IL-37 Inhibits IL-18-Induced Tubular Epithelial Cell Expression of Pro-Inflammatory Cytokines and Renal Ischemia-Reperfusion Injury.

Abstract

Cytokines and chemokines produced by tubular epithelial cells as well as infiltrating cells are critical to inflammation in renal ischemia-reperfusion injury. IL-37 is a newly described IL-1 family member, which inhibits IL-18 dependent pro-inflammatory cytokine production through its binding to IL-18 receptors and IL-18 binding protein. The potential role of IL-37 in renal ischemia injury is unknown. In this study renal tubular epithelial cells were shown to basally express IL-18 receptors and IL-18 binding protein. Importantly, human PT-2 tubular epithelial cells have inducible expression of IL-37. Exposure of tubular epithelial cells to exogenous IL-37 (300ng/mL) down-regulated IL-18 induced expression of TNFα, IL-6 and IL-1β. Moreover, pro-inflammatory cytokine expression was augmented in IL-37mRNA silenced tubular epithelial cells and inhibited by transfection with pCMV6-XL5-IL37. In a mouse ischemia injury model, transgenic expression of human IL-37 inhibited kidney expression of TNFα, IFNγ, IL-6 and IL-1β, and improved histological infiltration, injury and kidney function.

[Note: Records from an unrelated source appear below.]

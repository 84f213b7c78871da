use thiserror::Error;

/// Failures while turning a value into its stored byte envelope or back.
///
/// Read paths treat every variant as a cache miss; nothing here ever
/// propagates as a panic.
#[derive(Debug, Error)]
pub enum CodecError {
    #[error("Encode error: {0}")]
    Encode(#[from] bincode::error::EncodeError),

    #[error("Decode error: {0}")]
    Decode(#[from] bincode::error::DecodeError),

    #[error("Compression error: {0}")]
    Compress(std::io::Error),

    #[error("Decompression error: {0}")]
    Decompress(std::io::Error),

    #[error("Payload checksum mismatch")]
    ChecksumMismatch,

    #[error("Envelope truncated or malformed")]
    Malformed,

    #[error("Unknown envelope flag: {0:#04x}")]
    UnknownFlag(u8),
}

/// Failures in the durable SQLite layer.
#[derive(Debug, Error)]
pub enum StoreError {
    #[error("SQLite error: {0}")]
    Sqlite(#[from] rusqlite::Error),

    #[error("I/O error: {0}")]
    Io(#[from] std::io::Error),

    #[error("Store file belongs to namespace {found:?}, not {requested:?}")]
    NamespaceMismatch { found: String, requested: String },
}

/// Top-level error type returned by the cache facade.
#[derive(Debug, Error)]
pub enum CacheError {
    #[error(transparent)]
    Store(#[from] StoreError),

    #[error(transparent)]
    Codec(#[from] CodecError),

    #[error("Invalid namespace: {0}")]
    InvalidNamespace(String),

    #[error("Cache handle is still shared; destroy requires exclusive ownership")]
    Busy,
}
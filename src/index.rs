//! In-memory recency index: an unbounded LRU map plus byte accounting, with
//! strict dual-budget eviction driven by [`LruIndex::put`].

use lru::LruCache;
use std::num::{NonZeroU64, NonZeroUsize};

/// One resident entry. A `None` value is the tombstone for cached absence.
#[derive(Debug)]
pub(crate) struct IndexEntry<V> {
    pub value: Option<V>,
    pub size: u64,
}

/// Recency-ordered view of the resident entries. The underlying `LruCache` is
/// unbounded; both budgets are enforced here so byte accounting and count
/// stay in one place and evictions can be reported to the caller.
pub(crate) struct LruIndex<V> {
    map: LruCache<String, IndexEntry<V>>,
    count_limit: Option<NonZeroUsize>,
    bytes_limit: Option<NonZeroU64>,
    resident_bytes: u64,
}

impl<V> LruIndex<V> {
    pub fn new(count_limit: Option<NonZeroUsize>, bytes_limit: Option<NonZeroU64>) -> Self {
        Self {
            map: LruCache::unbounded(),
            count_limit,
            bytes_limit,
            resident_bytes: 0,
        }
    }

    /// Lookup that refreshes recency.
    pub fn get(&mut self, key: &str) -> Option<&IndexEntry<V>> {
        self.map.get(key)
    }

    /// Insert or replace, making the key most recently used, then evict the
    /// oldest entries until both budgets hold again. The newly written key is
    /// never evicted while any other entry remains, so a single value larger
    /// than the whole byte budget stays resident and simply becomes the next
    /// eviction candidate.
    ///
    /// Returns the evicted storage keys so the caller can cascade deletions
    /// to the durable store.
    pub fn put(&mut self, key: String, entry: IndexEntry<V>) -> Vec<String> {
        self.resident_bytes = self.resident_bytes.saturating_add(entry.size);
        if let Some(old) = self.map.put(key, entry) {
            self.resident_bytes = self.resident_bytes.saturating_sub(old.size);
        }
        self.evict_to_budget()
    }

    fn evict_to_budget(&mut self) -> Vec<String> {
        let mut evicted = Vec::new();
        while self.over_budget() && self.map.len() > 1 {
            let Some((key, entry)) = self.map.pop_lru() else { break };
            self.resident_bytes = self.resident_bytes.saturating_sub(entry.size);
            evicted.push(key);
        }
        evicted
    }

    fn over_budget(&self) -> bool {
        let over_count = self.count_limit.is_some_and(|limit| self.map.len() > limit.get());
        let over_bytes = self.bytes_limit.is_some_and(|limit| self.resident_bytes > limit.get());
        over_count || over_bytes
    }

    pub fn remove(&mut self, key: &str) -> Option<IndexEntry<V>> {
        let entry = self.map.pop(key)?;
        self.resident_bytes = self.resident_bytes.saturating_sub(entry.size);
        Some(entry)
    }

    pub fn clear(&mut self) {
        self.map.clear();
        self.resident_bytes = 0;
    }

    /// Presence check that leaves recency untouched.
    pub fn contains(&self, key: &str) -> bool {
        self.map.contains(key)
    }

    pub fn len(&self) -> usize {
        self.map.len()
    }

    pub fn is_empty(&self) -> bool {
        self.map.len() == 0
    }

    pub fn resident_bytes(&self) -> u64 {
        self.resident_bytes
    }
}
//! Cache construction parameters.

use std::num::{NonZeroU64, NonZeroUsize};
use std::path::PathBuf;

/// Default cache format version recorded in the store's meta table.
pub const DEFAULT_VERSION: u32 = 1;
/// Default maximum number of resident entries.
pub const DEFAULT_COUNT_LIMIT: usize = 1024;
/// Default aggregate byte budget for stored envelopes (64 MiB).
pub const DEFAULT_TOTAL_BYTES_LIMIT: u64 = 64 * 1024 * 1024;
/// Serialized bodies at or above this size are lz4-compressed (256 KiB).
pub const DEFAULT_COMPRESSION_THRESHOLD: usize = 256 * 1024;

/// Configuration for one cache namespace.
///
/// Construct with [`CacheConfig::new`] and override fields with struct-update
/// syntax:
///
/// ```
/// use larder::CacheConfig;
///
/// let config = CacheConfig { version: 3, count_limit: None, ..CacheConfig::new("thumbnails") };
/// assert_eq!(config.namespace, "thumbnails");
/// assert!(config.count_limit.is_none());
/// ```
#[derive(Clone, Debug)]
pub struct CacheConfig {
    /// Logical partition name; determines the on-disk store file.
    pub namespace: String,
    /// Bumping this wipes any persisted entries recorded under another version.
    pub version: u32,
    /// Maximum resident entries; `None` disables count-based eviction.
    pub count_limit: Option<NonZeroUsize>,
    /// Maximum aggregate envelope bytes; `None` disables byte-based eviction.
    pub total_bytes_limit: Option<NonZeroU64>,
    /// Serialized bodies at or above this many bytes are compressed.
    pub compression_threshold: usize,
    /// Directory holding the store file. Defaults to the OS cache directory.
    pub root_dir: Option<PathBuf>,
    /// When set, [`Cache::open`](crate::Cache::open) routes `log` output to a
    /// rolling file next to the store (best effort, first namespace wins).
    pub log_to_disk: bool,
}

impl CacheConfig {
    #[must_use]
    pub fn new(namespace: impl Into<String>) -> Self {
        Self {
            namespace: namespace.into(),
            version: DEFAULT_VERSION,
            count_limit: NonZeroUsize::new(DEFAULT_COUNT_LIMIT),
            total_bytes_limit: NonZeroU64::new(DEFAULT_TOTAL_BYTES_LIMIT),
            compression_threshold: DEFAULT_COMPRESSION_THRESHOLD,
            root_dir: None,
            log_to_disk: false,
        }
    }
}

This report demonstrates human tubular epithelial cells express the IL-18 contra-regulatory protein IL-37 and suggests IL-37 production by tubular epithelial cells is an endogenous control mechanism to reduce inflammation. Augmenting kidney IL-37 may represent a novel strategy to suppress renal injury responses, and promote kidney function after renal ischemia injury and transplantation.